Is $\{ x \in [0,1] : \textrm{the sequence }f_1(x),f_2(x),f_3(x),\ldots\textrm{converges}\}$ is measurable? If $f_n:[0,1] \to \Bbb R, n \in \Bbb N$ is measurable functions sequence, prove that set $\{ x \in [0,1] : \textrm{the sequence }f_1(x),f_2(x),f_3(x),\ldots\textrm{converges}\}$ is measurable.

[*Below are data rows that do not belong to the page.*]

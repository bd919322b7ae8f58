use error_stack::Report;
use sqlx::PgConnection;

use kernel::interface::query::BookQuery;
use kernel::interface::update::BookModifier;
use kernel::prelude::entity::{
    AuthorId, AverageRating, Book, BookDraft, BookGenres, BookId, BookLink, BookTitle, GenreId,
    PublishedYear,
};
use kernel::{ErrorDetailAttachment, KernelError};

use crate::database::postgres::PostgresConnection;
use crate::error::ConvertError;

pub struct PostgresBookRepository;

#[async_trait::async_trait]
impl BookQuery for PostgresBookRepository {
    type Transaction = PostgresConnection;

    async fn find_all(
        &self,
        con: &mut PostgresConnection,
    ) -> error_stack::Result<Vec<Book>, KernelError> {
        PgBookInternal::find_all(con).await
    }

    async fn find_by_id(
        &self,
        con: &mut PostgresConnection,
        id: &BookId,
    ) -> error_stack::Result<Option<Book>, KernelError> {
        PgBookInternal::find_by_id(con, id).await
    }

    async fn count_by_author_id(
        &self,
        con: &mut PostgresConnection,
        author_id: &AuthorId,
    ) -> error_stack::Result<i64, KernelError> {
        PgBookInternal::count_by_author_id(con, author_id).await
    }
}

#[async_trait::async_trait]
impl BookModifier for PostgresBookRepository {
    type Transaction = PostgresConnection;

    async fn create(
        &self,
        con: &mut PostgresConnection,
        draft: &BookDraft,
    ) -> error_stack::Result<Book, KernelError> {
        PgBookInternal::create(con, draft).await
    }

    async fn update(
        &self,
        con: &mut PostgresConnection,
        book: &Book,
    ) -> error_stack::Result<(), KernelError> {
        PgBookInternal::update(con, book).await
    }

    async fn delete(
        &self,
        con: &mut PostgresConnection,
        book_id: &BookId,
    ) -> error_stack::Result<(), KernelError> {
        PgBookInternal::delete(con, book_id).await
    }
}

#[derive(sqlx::FromRow)]
struct BookRow {
    id: i64,
    title: String,
    author_id: i64,
    book_link: Option<String>,
    genres: Vec<i32>,
    average_rating: f64,
    published_year: i32,
}

impl From<BookRow> for Book {
    fn from(value: BookRow) -> Self {
        Book::new(
            BookId::new(value.id),
            BookTitle::new(value.title),
            AuthorId::new(value.author_id),
            value.book_link.map(BookLink::new),
            BookGenres::new(value.genres.into_iter().map(GenreId::new)),
            AverageRating::new(value.average_rating),
            PublishedYear::new(value.published_year),
        )
    }
}

pub(in crate::database) struct PgBookInternal;

impl PgBookInternal {
    async fn find_all(con: &mut PgConnection) -> error_stack::Result<Vec<Book>, KernelError> {
        let rows = sqlx::query_as::<_, BookRow>(
            // language=postgresql
            r#"
            SELECT id, title, author_id, book_link, genres, average_rating, published_year
            FROM books
            ORDER BY id
            "#,
        )
        .fetch_all(con)
        .await
        .convert_error()?;
        Ok(rows.into_iter().map(Book::from).collect())
    }

    async fn find_by_id(
        con: &mut PgConnection,
        id: &BookId,
    ) -> error_stack::Result<Option<Book>, KernelError> {
        let row = sqlx::query_as::<_, BookRow>(
            // language=postgresql
            r#"
            SELECT id, title, author_id, book_link, genres, average_rating, published_year
            FROM books
            WHERE id = $1
            "#,
        )
        .bind(id.as_ref())
        .fetch_optional(con)
        .await
        .convert_error()?;
        Ok(row.map(Book::from))
    }

    async fn count_by_author_id(
        con: &mut PgConnection,
        author_id: &AuthorId,
    ) -> error_stack::Result<i64, KernelError> {
        let (count,) = sqlx::query_as::<_, (i64,)>(
            // language=postgresql
            r#"
            SELECT COUNT(*)
            FROM books
            WHERE author_id = $1
            "#,
        )
        .bind(author_id.as_ref())
        .fetch_one(con)
        .await
        .convert_error()?;
        Ok(count)
    }

    async fn create(
        con: &mut PgConnection,
        draft: &BookDraft,
    ) -> error_stack::Result<Book, KernelError> {
        let row = sqlx::query_as::<_, BookRow>(
            // language=postgresql
            r#"
            INSERT INTO books (title, author_id, book_link, genres, average_rating, published_year)
            VALUES ($1, $2, $3, $4, $5, $6)
            RETURNING id, title, author_id, book_link, genres, average_rating, published_year
            "#,
        )
        .bind(draft.title().as_ref())
        .bind(draft.author_id().as_ref())
        .bind(draft.book_link().as_ref().map(AsRef::<String>::as_ref))
        .bind(draft.genres().to_raw())
        .bind(draft.average_rating().as_ref())
        .bind(draft.published_year().as_ref())
        .fetch_one(con)
        .await
        .convert_error()
        .map_err(|report| missing_author(report, draft.author_id()))?;
        Ok(Book::from(row))
    }

    async fn update(con: &mut PgConnection, book: &Book) -> error_stack::Result<(), KernelError> {
        // language=postgresql
        sqlx::query(
            r#"
            UPDATE books
            SET title = $2, author_id = $3, book_link = $4, genres = $5,
                average_rating = $6, published_year = $7
            WHERE id = $1
            "#,
        )
        .bind(book.id().as_ref())
        .bind(book.title().as_ref())
        .bind(book.author_id().as_ref())
        .bind(book.book_link().as_ref().map(AsRef::<String>::as_ref))
        .bind(book.genres().to_raw())
        .bind(book.average_rating().as_ref())
        .bind(book.published_year().as_ref())
        .execute(con)
        .await
        .convert_error()
        .map_err(|report| missing_author(report, book.author_id()))?;
        Ok(())
    }

    async fn delete(
        con: &mut PgConnection,
        book_id: &BookId,
    ) -> error_stack::Result<(), KernelError> {
        // language=postgresql
        sqlx::query(
            r#"
            DELETE FROM books
            WHERE id = $1
            "#,
        )
        .bind(book_id.as_ref())
        .execute(con)
        .await
        .convert_error()?;
        Ok(())
    }
}

// The only foreign key on `books` is its author.
fn missing_author(report: Report<KernelError>, author_id: &AuthorId) -> Report<KernelError> {
    match *report.current_context() {
        KernelError::Conflict => report
            .change_context(KernelError::Validation)
            .attach_detail(format!("Author {} does not exist.", author_id.as_ref())),
        _ => report,
    }
}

 A: I think that $\limsup f_n$ and $\liminf f_n$ are measurable and your set is the inverse image of $\{ 0 \}$ by the measurable function $g=\limsup f_n - \liminf f_n$.
A: Let $B:=\{x\in [0,1]\ |\ \{f_n(x)\}_n\ converges\}$. Then

$$B^c=\bigcup_{m≥1}\ \bigcap_{n≥1}\  \bigcup_{i≥n,j≥n} \ \{x\in [0,1]\ :\
 |f_j(x)-f_i(x)|≥\frac{1}{m}\}$$

To prove this let $x\in B^c$ then the sequence $\{f_n(x)\}_n$ is not Cauchy , so there is $m\in \Bbb N$ such that for each $n\in \Bbb N$ we have some $i,j≥n$ with $|f_j(x)-f_i(x)|≥\frac{1}{m}$. 

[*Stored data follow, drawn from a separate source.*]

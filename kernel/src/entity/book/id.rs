use vodca::{AsRefln, Fromln};

#[derive(Debug, Clone, Copy, Hash, Eq, PartialEq, Fromln, AsRefln)]
pub struct BookId(i64);

impl BookId {
    pub fn new(id: impl Into<i64>) -> Self {
        Self(id.into())
    }
}
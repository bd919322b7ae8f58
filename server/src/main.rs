use crate::access::{require_api_key, AccessKey};
use crate::error::StackTrace;
use crate::handler::AppModule;
use crate::route::{AccessRouter, AuthorRouter, BookRouter};
use axum::middleware::from_fn_with_state;
use error_stack::ResultExt;
use kernel::KernelError;
use std::net::SocketAddr;
use tokio::net::TcpListener;
use tower_http::cors::CorsLayer;
use tower_http::trace::TraceLayer;
use tracing_subscriber::layer::SubscriberExt;
use tracing_subscriber::util::SubscriberInitExt;
use tracing_subscriber::Layer;

mod access;
mod controller;
mod error;
mod handler;
mod request;
mod response;
mod route;

static SERVER_BIND: &str = "SERVER_BIND";

#[tokio::main]
async fn main() -> Result<(), StackTrace> {
    let appender = tracing_appender::rolling::daily(std::path::Path::new("./logs/"), "debug.log");
    let (non_blocking_appender, _guard) = tracing_appender::non_blocking(appender);
    tracing_subscriber::registry()
        .with(
            tracing_subscriber::fmt::layer()
                .with_filter(tracing_subscriber::EnvFilter::new(
                    std::env::var("RUST_LOG").unwrap_or_else(|_| {
                        "driver=debug,application=debug,server=debug,tower_http=debug,sqlx=info"
                            .into()
                    }),
                ))
                .with_filter(tracing_subscriber::filter::LevelFilter::DEBUG),
        )
        .with(
            tracing_subscriber::fmt::Layer::default()
                .with_writer(non_blocking_appender)
                .with_ansi(false)
                .with_filter(tracing_subscriber::filter::LevelFilter::DEBUG),
        )
        .init();

    let access_key = AccessKey::from_env();
    let app = AppModule::new(access_key.clone()).await?;

    let router = axum::Router::new()
        .route_author()
        .route_book()
        .route_access()
        .layer(from_fn_with_state(access_key, require_api_key))
        .layer(TraceLayer::new_for_http())
        .layer(CorsLayer::new())
        .with_state(app);

    let bind = dotenvy::var(SERVER_BIND).unwrap_or_else(|_| "0.0.0.0:8080".into());
    let bind = bind
        .parse::<SocketAddr>()
        .change_context_lazy(|| KernelError::Internal)
        .attach_printable_lazy(|| format!("Invalid {SERVER_BIND}: {bind}"))?;
    let tcp = TcpListener::bind(bind)
        .await
        .change_context_lazy(|| KernelError::Internal)
        .attach_printable_lazy(|| "Failed to listen tcp")?;
    tracing::info!("catalog api listening on {bind}");

    axum::serve(tcp, router.into_make_service())
        .await
        .change_context_lazy(|| KernelError::Internal)?;

    Ok(())
}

Conversely if $x$ is in set of right hand side then for some $m_0\in \Bbb N$ and for all $n\in \Bbb N$ we have some positive integers $i_n,j_n≥n$ such that $|f_{j_n}(x)-f_{i_n}(x)|≥\frac{1}{m_0}$ i.e. $\{f_n(x)\}_n$ does not satisfies Cauchy criterion for the positive number $\frac{1}{m_0}$. Hence such $x$ obviously is in $B^c$.
Now each set $\{x\in [0,1]\ :\ |f_j(x)-f_i(x)|≥\frac{1}{m}\}$ is measurable due to difference of two measurable functions is measurable, so that $B^c$ is measurable. Hence $B$ is also measurable.